The transmitter was about the size of a bathroom, about 50 square feet, 5x10 - ish.  There were a few "Jesus" sticks, and the high voltage had a drop switch on it.  It would short to ground if you opened the door with it running.  A literal crowbar switch.  The HV ran around the top of the machine, just about  head high to me.  After touching everything remotely dangerous with the rounding stick, I opened all the doors and started scrubbing down the interior.  It was caked.  CAKED in dust...  

I began to wonder if the old chief had ever really pulled maintenance out there, or if he just slept on the couch out of sight of the security cameras.  There was no way to get it cleaned out completely by 0600, so I did the best I could.  Second or third overnight, when I finally got to the back wall, I found a sticker there, invisible under the dust.  Seems the guy that was there BEFORE the old chief had even been hired was a documentarian.  He initialed and dated every dusting he'd done.  And it had been years since the transmitter had been cleaned.

So, old "Leslie"  had shirked his job.  The dust accumulated until it arced over and bit him.  He managed to use that "accident" to get the chief engineer job.  Man what a piece of work.  Reminds me of an old bromide:

"Show me a self-made man, and I will show you the product of unskilled labor."

Some data points I remember:

The remote control was a mass of small yellow wires that were like angel hair pasta.  I was scared to touch the water fall of wiring.  No way to get it back to working without a total rip out and replace.  It was on my list, but I never got to it.

The klystrons were water-glycol cooled.
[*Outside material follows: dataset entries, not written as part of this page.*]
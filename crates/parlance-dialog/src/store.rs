//! Reducer-based session store.
//!
//! Session data is grouped into namespaces ("action groups"), each with
//! default state and reducers keyed by event. A fresh [`SessionStore`] is
//! built for every request from the data the transport carried back.

use std::collections::HashMap;
use std::sync::Arc;

use indexmap::IndexMap;
use parlance_core::RegistrationError;
use serde_json::{Map, Value};
use tracing::{debug, warn};

use crate::events::EventKey;

/// Returns the next sub-state, or `None` to leave it untouched.
pub type Reducer = Arc<dyn Fn(&Value, &Value) -> Option<Value> + Send + Sync>;

/// A namespace of session state and the reducers that own it.
pub struct ActionGroup {
    namespace: String,
    defaults: Value,
    reducers: Vec<(EventKey, Reducer)>,
}

impl ActionGroup {
    pub fn new(namespace: impl Into<String>, defaults: Value) -> Self {
        Self {
            namespace: namespace.into(),
            defaults,
            reducers: Vec::new(),
        }
    }

    /// Register `reducer` for `event`. Called with the current sub-state and
    /// the dispatched payload (`Value::Null` when none).
    pub fn on<F>(mut self, event: impl Into<EventKey>, reducer: F) -> Self
    where
        F: Fn(&Value, &Value) -> Option<Value> + Send + Sync + 'static,
    {
        self.reducers.push((event.into(), Arc::new(reducer)));
        self
    }

    pub fn namespace(&self) -> &str {
        &self.namespace
    }
}

/// All action groups of an application, frozen once it starts.
#[derive(Default)]
pub struct ReducerRegistry {
    defaults: IndexMap<String, Value>,
    reducers: HashMap<EventKey, Vec<(String, Reducer)>>,
    started: bool,
}

impl ReducerRegistry {
    pub fn new() -> Self {
        Self::default()
    }

    /// Add an action group. After [`mark_started`](Self::mark_started) the
    /// group is ignored with a warning.
    pub fn register_group(&mut self, group: ActionGroup) -> Result<(), RegistrationError> {
        if self.started {
            warn!(
                namespace = %group.namespace,
                "Action groups may only be added before start; ignoring"
            );
            return Ok(());
        }
        if self.defaults.contains_key(&group.namespace) {
            return Err(RegistrationError::DuplicateActionGroup(group.namespace));
        }

        for (event, reducer) in group.reducers {
            self.reducers
                .entry(event)
                .or_default()
                .push((group.namespace.clone(), reducer));
        }
        debug!(namespace = %group.namespace, "Action group registered");
        self.defaults.insert(group.namespace, group.defaults);
        Ok(())
    }

    pub fn mark_started(&mut self) {
        self.started = true;
    }

    pub fn is_started(&self) -> bool {
        self.started
    }

    pub fn contains(&self, namespace: &str) -> bool {
        self.defaults.contains_key(namespace)
    }

    fn reducers_for(&self, event: &EventKey) -> &[(String, Reducer)] {
        self.reducers.get(event).map(Vec::as_slice).unwrap_or(&[])
    }
}

/// Per-request session state.
pub struct SessionStore<'a> {
    registry: &'a ReducerRegistry,
    state: Map<String, Value>,
    outbound: Map<String, Value>,
}

impl<'a> SessionStore<'a> {
    /// Group defaults, overlaid key by key with the carried session data.
    pub fn new(registry: &'a ReducerRegistry, carried: &Map<String, Value>) -> Self {
        let mut state: Map<String, Value> = registry
            .defaults
            .iter()
            .map(|(k, v)| (k.clone(), v.clone()))
            .collect();
        for (key, value) in carried {
            state.insert(key.clone(), value.clone());
        }
        Self {
            registry,
            state,
            outbound: carried.clone(),
        }
    }

    /// Run every reducer registered for `event`, in registration order, then
    /// copy the whole state onto the outbound session data.
    pub fn dispatch(&mut self, event: impl Into<EventKey>, payload: &Value) {
        let event = event.into();
        let registry = self.registry;
        let reducers = registry.reducers_for(&event);
        if reducers.is_empty() {
            return;
        }

        for (namespace, reducer) in reducers {
            let current = self.state.get(namespace).unwrap_or(&Value::Null);
            match reducer(current, payload) {
                Some(next) => {
                    self.state.insert(namespace.clone(), next);
                }
                None => warn!(
                    namespace = %namespace,
                    event = %event,
                    "Reducer did not return a new state"
                ),
            }
        }

        for (key, value) in &self.state {
            self.outbound.insert(key.clone(), value.clone());
        }
    }

    pub fn state(&self) -> &Map<String, Value> {
        &self.state
    }

    pub fn get(&self, namespace: &str) -> Option<&Value> {
        self.state.get(namespace)
    }

    /// Session data to hand back to the transport.
    pub fn outbound(&self) -> &Map<String, Value> {
        &self.outbound
    }

    pub fn into_outbound(self) -> Map<String, Value> {
        self.outbound
    }
}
Water and high voltage are bad bedfellows, so there were flow switches installed in case there was a blow out.  I don't think there was a flow switch in the place that wasn't held open with an old toothbrush. 

We had a huge variable transformer to adjust three phase power to the transmitters.  The bare parts of the windings were coated with something like tin to keep them from oxidation.   It was worn off, and no effort was made to replace it.  I found the proper stuff and took the whole thing down one night to re-coat it.  My phone call to mater control went like this:  "Okay, look, I will call you every fifteen minutes.  If I don't, call the ambulance.  If you don't answer, I will let it ring until you do."  Working alone on high voltage / high current isn't for the intelligent.
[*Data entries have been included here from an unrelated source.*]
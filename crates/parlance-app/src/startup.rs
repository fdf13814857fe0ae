//! Application start sequence: optionally push the catalog, then freeze
//! registration. A failed push is logged and never keeps the webhook down.

use std::fmt;
use std::path::Path;
use std::sync::Arc;

use parlance_core::config::CatalogConfig;
use parlance_core::ParlanceConfig;
use parlance_dialog::Assistant;
use parlance_sync::{CacheStore, CatalogClient, HttpCatalogClient, SyncOptions, SyncOrchestrator};

/// Cache subdirectory used for the api.ai catalog.
const CACHE_DIR: &str = "api_ai";

#[derive(Debug, Clone, Copy, PartialEq, Eq)]
pub enum StartStatus {
    /// Started without syncing.
    Success,
    NoCachePathSpecified,
    NoTokenSpecified,
    UpdateSuccess,
    UpdateFail,
}

impl StartStatus {
    pub fn as_str(&self) -> &'static str {
        match self {
            StartStatus::Success => "SUCCESS",
            StartStatus::NoCachePathSpecified => "NO_CACHE_PATH_SPECIFIED",
            StartStatus::NoTokenSpecified => "NO_TOKEN_SPECIFIED",
            StartStatus::UpdateSuccess => "UPDATE_SUCCESS",
            StartStatus::UpdateFail => "UPDATE_FAIL",
        }
    }
}

impl fmt::Display for StartStatus {
    fn fmt(&self, f: &mut fmt::Formatter<'_>) -> fmt::Result {
        f.write_str(self.as_str())
    }
}

/// Start against the HTTP catalog named in `config`.
pub async fn start(assistant: &mut Assistant, config: &ParlanceConfig) -> StartStatus {
    start_with(assistant, config, |catalog: &CatalogConfig, token: &str| {
        Arc::new(HttpCatalogClient::new(catalog.base_url.clone(), token)) as Arc<dyn CatalogClient>
    })
    .await
}

/// Start with a caller-provided catalog client factory.
pub async fn start_with<F>(assistant: &mut Assistant, config: &ParlanceConfig, make_client: F) -> StartStatus
where
    F: FnOnce(&CatalogConfig, &str) -> Arc<dyn CatalogClient>,
{
    assistant.mark_started();

    if !config.sync.update {
        return StartStatus::Success;
    }
    let Some(cache_path) = config.cache.path.as_deref() else {
        tracing::error!("A cache path must be set to update the catalog");
        return StartStatus::NoCachePathSpecified;
    };
    let Some(token) = config.catalog.token.as_deref() else {
        tracing::error!("A catalog token must be set to update the catalog");
        return StartStatus::NoTokenSpecified;
    };

    tracing::info!(base_url = %config.catalog.base_url, "Updating catalog...");
    let cache = CacheStore::new(Path::new(cache_path).join(CACHE_DIR));
    let orchestrator = SyncOrchestrator::new(make_client(&config.catalog, token), cache);

    match orchestrator
        .sync(assistant.catalog(), SyncOptions::from(config.sync))
        .await
    {
        Ok(report) => {
            tracing::info!(
                summary = %parlance_sync::orchestrator::report_summary(&report),
                "Catalog updated successfully"
            );
            StartStatus::UpdateSuccess
        }
        Err(e) => {
            tracing::error!(error = %e, "Error updating catalog");
            StartStatus::UpdateFail
        }
    }
}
The billing was another issue entirely.  I found all sorts of "creativity".  I remember calling the general manager and asking for a meeting time after time after time....   
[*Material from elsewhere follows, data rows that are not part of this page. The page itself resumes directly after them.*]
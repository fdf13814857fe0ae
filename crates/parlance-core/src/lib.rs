pub mod catalog;
pub mod config;
pub mod error;
pub mod intent;
pub mod registry;
pub mod types;

pub use catalog::Catalog;
pub use config::ParlanceConfig;
pub use error::{ParlanceError, RegistrationError, Result};
pub use intent::IntentConfig;
pub use registry::{Named, Registry};
pub use types::*;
Here's a neat article, and the pictures show a single visual and single aural transmitter site co-located with the studio.  We had three visual and one aural.... The Townsend transmitter looked very similar to that CCA.....   Halcyon days....




6 comments:

  1. High voltage scares the shit out of me.
    I have swapped out more than a few 6000 amp breakers before with zero safety gear.
    Double and triple checked that everything was properly locked out first.
    I am very, very glad I don't work at that asshole place anymore.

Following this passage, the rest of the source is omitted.